British scientists want to create embryos by combining rabbit eggs with human DNA, it has emerged.

They hope the controversial move will boost stem cell research into incurable diseases by giving them a plentiful supply of eggs on which to hone their skills.

The scientists claim the development is needed as current human egg shortages are likely to worsen following a recent cloning scandal in which Korean research was exposed as fake.

However, ethical campaigners last night called the idea "repugnant" and "very disturbing".

A team led by Professor Ian Wilmut - the pioneer behind Dolly the Sheep, the first mammal cloned from an adult cell - is currently trying to use stem cells from embryos to learn more about the triggers for motor neurone disease.

Stem cells are building blocks that can turn into any part of the body. The team plans to turn them into nerve tissue, so scientists can then study how disease develops in the laboratory.

Until now Professor Wilmut, of Edinburgh University, and his team have been relying on donations of human eggs to try to harvest the stem cells.

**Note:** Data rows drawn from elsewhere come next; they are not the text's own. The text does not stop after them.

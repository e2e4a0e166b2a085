//! Single-slot mailbox between the event producer (touch reader thread or
//! interrupt handler) and the polling loop.
//!
//! At most one event is in flight. The producer fills the slot and then
//! raises `pending` with release ordering; the consumer observes `pending`
//! with acquire ordering, takes the record and clears the flag before any
//! callback runs. Events posted while the slot is occupied are dropped and
//! counted.

use std::sync::atomic::{AtomicBool, AtomicU32, Ordering};
use std::sync::{Mutex, PoisonError};

use log::trace;

use crate::event::TouchEvent;

#[derive(Debug, Default)]
pub struct Mailbox {
    pending: AtomicBool,
    slot: Mutex<Option<TouchEvent>>,
    dropped: AtomicU32,
}

impl Mailbox {
    pub fn new() -> Self {
        Self::default()
    }

    /// Offer an event. Returns `false` (and drops it) if the previous one
    /// has not been consumed yet.
    pub fn post(&self, event: TouchEvent) -> bool {
        if self.pending.load(Ordering::Acquire) {
            self.dropped.fetch_add(1, Ordering::Relaxed);
            trace!("Mailbox busy, dropped {}", event.name());
            return false;
        }
        *self.slot.lock().unwrap_or_else(PoisonError::into_inner) = Some(event);
        self.pending.store(true, Ordering::Release);
        true
    }

    /// Take the pending event, if any, and free the slot.
    pub fn take(&self) -> Option<TouchEvent> {
        if !self.pending.load(Ordering::Acquire) {
            return None;
        }
        let event = self
            .slot
            .lock()
            .unwrap_or_else(PoisonError::into_inner)
            .take();
        self.pending.store(false, Ordering::Release);
        event
    }

    pub fn is_pending(&self) -> bool {
        self.pending.load(Ordering::Acquire)
    }

    /// Number of events dropped because the slot was occupied.
    pub fn dropped(&self) -> u32 {
        self.dropped.load(Ordering::Relaxed)
    }
}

However, they cannot get enough as the procedure is not without risks to women.

They are now in discussion with the Human Fertilisation and Embryology Authority, which regulates embryo research, about using rabbit eggs instead.

The plan was revealed by one of Professor Wilmut's research colleagues. Professor Chris Shaw, from King's College London, said they hoped to take a rabbit egg, remove its genetic material and replace it with human DNA.